Celina Teichrib, Rickenbach, 3. Oberstufe

Wir hatten uns seit der Sache von damals nicht mehr gesehen. Und plötzlich sassen wir uns unverhofft im Zug gegenüber. «Entschuldigen Sie, kenne ich Sie nicht irgendwoher?» Die grosse Person, die vor mir aus dem Fenster geblickt hatte, sah mich nun nachdenklich an. «Ihr Gesicht kommt mir sehr bekannt vor.» Ich betrachtete nun das aufgeschlossene Gesicht des etwa 25-jährigen Mannes. «Warten Sie …, sind Sie nicht Bill Carver?» Ich wusste immer noch nicht, wer er war! Deshalb antwortete ich verwundert darüber, dass er meinen Namen kannte: «Ja, das bin ich. Und Sie?» – «Mein Name ist Nathan Lahay.» «Nathan!» Mir fiel alles von damals wieder ein. Verdun … die Bombe … und alles Schreckliche, was ich dort gesehen habe. Der Geruch der Leichen lag mir erneut in der Nase. Ich sass wie betäubt da, dann fragte ich ihn: «Wo warst du? Ich habe dich eine gefühlte Ewigkeit nicht mehr gesehen!» Er lächelte. «Wir waren ja die besten Kollegen, bei Verdun.» Ich seufzte. «Ja, Verdun, nie werde ich das vergessen.»

Im Krieg gegen Frankreich waren wir beide, damals noch Schulkollegen, Soldaten geworden und haben uns erst da so richtig kennen und schätzen gelernt. Doch nach dem Krieg hatten wir uns aus den Augen verloren.

Wir erzählten uns einige Geschehnisse aus dem Krieg, als ich Nathan fest in die Augen blickte und ihm gestand: «Nathan, ich …, ich will dir nochmal vielen Dank sagen, dass du mich gerettet hast, als mich die Bombe fast traf. Durch dich bin ich mit meinem Leben davon gekommen. Ich kann dir nicht genug Danke sagen dafür!» Nathan lächelte verlegen: «Ich habe es für dich gemacht und für die liebe Kathrin, deine Verlobte, als ich mich vor dich stellte.» – «Ja, damals waren wir noch verlobt, Kathrin und ich. Jetzt haben wir schon viele wunderbare Ehejahre hinter uns.» Die Augen von Nathan weiteten sich, und er strahlte vor Freude. Ich erzählte ihm ein wenig von Kathrin und mir und von unseren Kindern. «Doch was machst du jetzt? Bist du auch verheiratet?»

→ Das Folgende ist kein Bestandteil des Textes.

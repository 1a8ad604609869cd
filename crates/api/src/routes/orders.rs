//! Order lifecycle endpoints.

use std::sync::Arc;

use axum::Json;
use axum::extract::{Path, Query, State};
use chrono::{DateTime, Utc};
use domain::{
    ChangeStatus, CreateOrder, ItemChange, NewItem, Order, OrderService, OrderStats, OrderStatus,
    UpdateOrder,
};
use order_store::{ItemId, ListQuery, OrderId, OrderStore};
use rust_decimal::Decimal;
use serde::{Deserialize, Deserializer, Serialize};
use validator::{Validate, ValidationError, ValidationErrors};

use crate::error::ApiError;

/// Pagination defaults matching the storefront client.
const DEFAULT_PER_PAGE: u32 = 10;
const MAX_PER_PAGE: u32 = 100;

/// Shared application state accessible from all handlers.
pub struct AppState<S: OrderStore> {
    pub order_service: OrderService<S>,
}

// -- Request types --

#[derive(Debug, Deserialize, Validate)]
pub struct CreateOrderRequest {
    #[validate(length(min = 1, max = 255, message = "customer_name must be 1-255 characters"))]
    pub customer_name: String,
    #[validate(
        email(message = "customer_email must be a valid email address"),
        length(max = 255, message = "customer_email must be at most 255 characters")
    )]
    pub customer_email: String,
    #[validate(length(max = 50, message = "customer_phone must be at most 50 characters"))]
    pub customer_phone: Option<String>,
    pub total_amount: Decimal,
    #[validate(length(min = 1, message = "items must contain at least one entry"), nested)]
    pub items: Vec<NewItemRequest>,
}

impl CreateOrderRequest {
    fn validate_amounts(&self) -> Result<(), ApiError> {
        let mut errors = ValidationErrors::new();
        if self.total_amount < Decimal::ZERO {
            errors.add("total_amount", negative_amount());
        }
        if self.items.iter().any(|item| item.unit_price < Decimal::ZERO) {
            errors.add("items", negative_amount());
        }
        if errors.is_empty() {
            Ok(())
        } else {
            Err(ApiError::Validation(errors))
        }
    }
}

#[derive(Debug, Deserialize, Serialize, Validate)]
pub struct NewItemRequest {
    #[validate(length(min = 1, max = 255, message = "product_name must be 1-255 characters"))]
    pub product_name: String,
    #[validate(range(min = 1, message = "quantity must be at least 1"))]
    pub quantity: i32,
    pub unit_price: Decimal,
}

#[derive(Debug, Deserialize, Validate)]
pub struct UpdateOrderRequest {
    #[validate(length(min = 1, max = 255, message = "customer_name must be 1-255 characters"))]
    pub customer_name: Option<String>,
    #[validate(
        email(message = "customer_email must be a valid email address"),
        length(max = 255, message = "customer_email must be at most 255 characters")
    )]
    pub customer_email: Option<String>,
    /// Absent leaves the phone unchanged, an explicit `null` clears it.
    #[serde(default, deserialize_with = "double_option")]
    #[validate(length(max = 50, message = "customer_phone must be at most 50 characters"))]
    pub customer_phone: Option<Option<String>>,
    pub total_amount: Option<Decimal>,
    #[validate(length(min = 1, message = "items must contain at least one entry"), nested)]
    pub items: Option<Vec<ItemChangeRequest>>,
}

impl UpdateOrderRequest {
    fn validate_amounts(&self) -> Result<(), ApiError> {
        let mut errors = ValidationErrors::new();
        if self.total_amount.is_some_and(|amount| amount < Decimal::ZERO) {
            errors.add("total_amount", negative_amount());
        }
        if self
            .items
            .as_ref()
            .is_some_and(|items| items.iter().any(|item| item.unit_price < Decimal::ZERO))
        {
            errors.add("items", negative_amount());
        }
        if errors.is_empty() {
            Ok(())
        } else {
            Err(ApiError::Validation(errors))
        }
    }
}

#[derive(Debug, Deserialize, Serialize, Validate)]
pub struct ItemChangeRequest {
    /// Present for edits to existing items, absent for new ones.
    pub id: Option<ItemId>,
    #[validate(length(min = 1, max = 255, message = "product_name must be 1-255 characters"))]
    pub product_name: String,
    #[validate(range(min = 1, message = "quantity must be at least 1"))]
    pub quantity: i32,
    pub unit_price: Decimal,
}

#[derive(Debug, Deserialize, Validate)]
pub struct ChangeStatusRequest {
    pub status: OrderStatus,
    #[validate(length(max = 500, message = "message must be at most 500 characters"))]
    pub message: Option<String>,
}

#[derive(Debug, Deserialize)]
pub struct ListParams {
    pub page: Option<u32>,
    pub per_page: Option<u32>,
    pub search: Option<String>,
}

// -- Response types --

#[derive(Serialize)]
pub struct OrderResponse {
    pub id: String,
    pub order_number: String,
    pub customer_name: String,
    pub customer_email: String,
    pub customer_phone: String,
    pub total_amount: Decimal,
    pub status: OrderStatus,
    pub items: Vec<OrderItemResponse>,
    pub status_logs: Vec<StatusLogResponse>,
    pub allowed_transitions: Vec<OrderStatus>,
    pub created_at: DateTime<Utc>,
    pub updated_at: DateTime<Utc>,
}

#[derive(Serialize)]
pub struct OrderItemResponse {
    pub id: String,
    pub product_name: String,
    pub quantity: i32,
    pub unit_price: Decimal,
    pub line_total: Decimal,
}

#[derive(Serialize)]
pub struct StatusLogResponse {
    pub id: String,
    pub status: OrderStatus,
    pub message: String,
    pub created_at: DateTime<Utc>,
}

#[derive(Serialize)]
pub struct OrderListResponse {
    pub items: Vec<OrderResponse>,
    pub page: u32,
    pub per_page: u32,
    pub total_items: u64,
    pub total_pages: u32,
}

impl From<Order> for OrderResponse {
    fn from(order: Order) -> Self {
        let items = order
            .items
            .iter()
            .map(|item| OrderItemResponse {
                id: item.id.to_string(),
                product_name: item.product_name.clone(),
                quantity: item.quantity,
                unit_price: item.unit_price,
                line_total: item.line_total(),
            })
            .collect();

        let status_logs = order
            .status_logs
            .iter()
            .map(|log| StatusLogResponse {
                id: log.id.to_string(),
                status: log.status,
                message: log.message.clone(),
                created_at: log.created_at,
            })
            .collect();

        OrderResponse {
            id: order.id.to_string(),
            order_number: order.order_number.to_string(),
            customer_name: order.customer_name,
            customer_email: order.customer_email,
            customer_phone: order.customer_phone.unwrap_or_default(),
            total_amount: order.total_amount,
            status: order.status,
            items,
            status_logs,
            allowed_transitions: order.status.allowed_transitions().to_vec(),
            created_at: order.created_at,
            updated_at: order.updated_at,
        }
    }
}

// -- Handlers --

/// POST /orders: creates a new order with its items.
#[tracing::instrument(skip(state, req))]
pub async fn create<S: OrderStore + 'static>(
    State(state): State<Arc<AppState<S>>>,
    Json(req): Json<CreateOrderRequest>,
) -> Result<(axum::http::StatusCode, Json<OrderResponse>), ApiError> {
    req.validate()?;
    req.validate_amounts()?;

    let items = req
        .items
        .into_iter()
        .map(|item| NewItem::new(item.product_name, item.quantity, item.unit_price))
        .collect();

    let cmd = CreateOrder::new(
        req.customer_name,
        req.customer_email,
        req.total_amount,
        items,
    );
    let cmd = match req.customer_phone {
        Some(phone) => cmd.with_phone(phone),
        None => cmd,
    };

    let order = state.order_service.create(cmd).await?;

    Ok((axum::http::StatusCode::CREATED, Json(order.into())))
}

/// GET /orders/:id: loads one order with items and status history.
#[tracing::instrument(skip(state))]
pub async fn get<S: OrderStore + 'static>(
    State(state): State<Arc<AppState<S>>>,
    Path(id): Path<String>,
) -> Result<Json<OrderResponse>, ApiError> {
    let order_id = parse_order_id(&id)?;
    let order = state.order_service.get(order_id).await?;

    Ok(Json(order.into()))
}

/// PUT /orders/:id: updates customer fields and replaces items.
#[tracing::instrument(skip(state, req))]
pub async fn update<S: OrderStore + 'static>(
    State(state): State<Arc<AppState<S>>>,
    Path(id): Path<String>,
    Json(req): Json<UpdateOrderRequest>,
) -> Result<Json<OrderResponse>, ApiError> {
    let order_id = parse_order_id(&id)?;
    req.validate()?;
    req.validate_amounts()?;

    let cmd = UpdateOrder {
        customer_name: req.customer_name,
        customer_email: req.customer_email,
        customer_phone: req.customer_phone,
        total_amount: req.total_amount,
        items: req.items.map(|items| {
            items
                .into_iter()
                .map(|item| ItemChange {
                    id: item.id,
                    product_name: item.product_name,
                    quantity: item.quantity,
                    unit_price: item.unit_price,
                })
                .collect()
        }),
    };

    let order = state.order_service.update(order_id, cmd).await?;

    Ok(Json(order.into()))
}

/// PATCH /orders/:id/status: moves an order along the status machine.
#[tracing::instrument(skip(state, req))]
pub async fn change_status<S: OrderStore + 'static>(
    State(state): State<Arc<AppState<S>>>,
    Path(id): Path<String>,
    Json(req): Json<ChangeStatusRequest>,
) -> Result<Json<OrderResponse>, ApiError> {
    let order_id = parse_order_id(&id)?;
    req.validate()?;

    let cmd = ChangeStatus {
        status: req.status,
        message: req.message,
    };

    let order = state.order_service.change_status(order_id, cmd).await?;

    Ok(Json(order.into()))
}

/// GET /orders: lists orders newest first, paginated and searchable.
#[tracing::instrument(skip(state))]
pub async fn list<S: OrderStore + 'static>(
    State(state): State<Arc<AppState<S>>>,
    Query(params): Query<ListParams>,
) -> Result<Json<OrderListResponse>, ApiError> {
    let mut query = ListQuery::default()
        .page(params.page.unwrap_or(1).max(1))
        .per_page(
            params
                .per_page
                .unwrap_or(DEFAULT_PER_PAGE)
                .clamp(1, MAX_PER_PAGE),
        );
    if let Some(term) = params.search.filter(|term| !term.trim().is_empty()) {
        query = query.search(term);
    }

    let page = state.order_service.list(query).await?;

    Ok(Json(OrderListResponse {
        page: page.page,
        per_page: page.per_page,
        total_items: page.total_items,
        total_pages: page.total_pages,
        items: page.items.into_iter().map(OrderResponse::from).collect(),
    }))
}

/// GET /orders/stats: dashboard counters over the whole order book.
#[tracing::instrument(skip(state))]
pub async fn stats<S: OrderStore + 'static>(
    State(state): State<Arc<AppState<S>>>,
) -> Result<Json<OrderStats>, ApiError> {
    let stats = state.order_service.stats().await?;

    Ok(Json(stats))
}

fn parse_order_id(id: &str) -> Result<OrderId, ApiError> {
    id.parse()
        .map_err(|e| ApiError::BadRequest(format!("Invalid order ID: {e}")))
}

fn negative_amount() -> ValidationError {
    let mut error = ValidationError::new("range");
    error.message = Some("must not be negative".into());
    error
}

/// Distinguishes an absent field from an explicit `null`.
fn double_option<'de, T, D>(deserializer: D) -> Result<Option<Option<T>>, D::Error>
where
    T: Deserialize<'de>,
    D: Deserializer<'de>,
{
    Deserialize::deserialize(deserializer).map(Some)
}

Sein Gesicht veränderte sich plötzlich, er sah zu Boden und flüsterte kaum hörbar: «Nein, ich kam nicht dazu …»

«Entschuldige Bill, es hat ein wenig länger gedauert … Mit wem redest du, oder führst du neuerdings Selbstgespräche?!»

Ich zuckte zusammen und blickte in die Augen meiner wunderschönen Frau, Kathrin. «Ich habe gerade Nathan getroffen und», ich schaute auf den Platz mir gegenüber. Er war leer …

«Meinst du Nathan Lahay? Er ist doch bei Verdun ums Leben gekommen, weil er dich vor der Bombe geschützt hat!»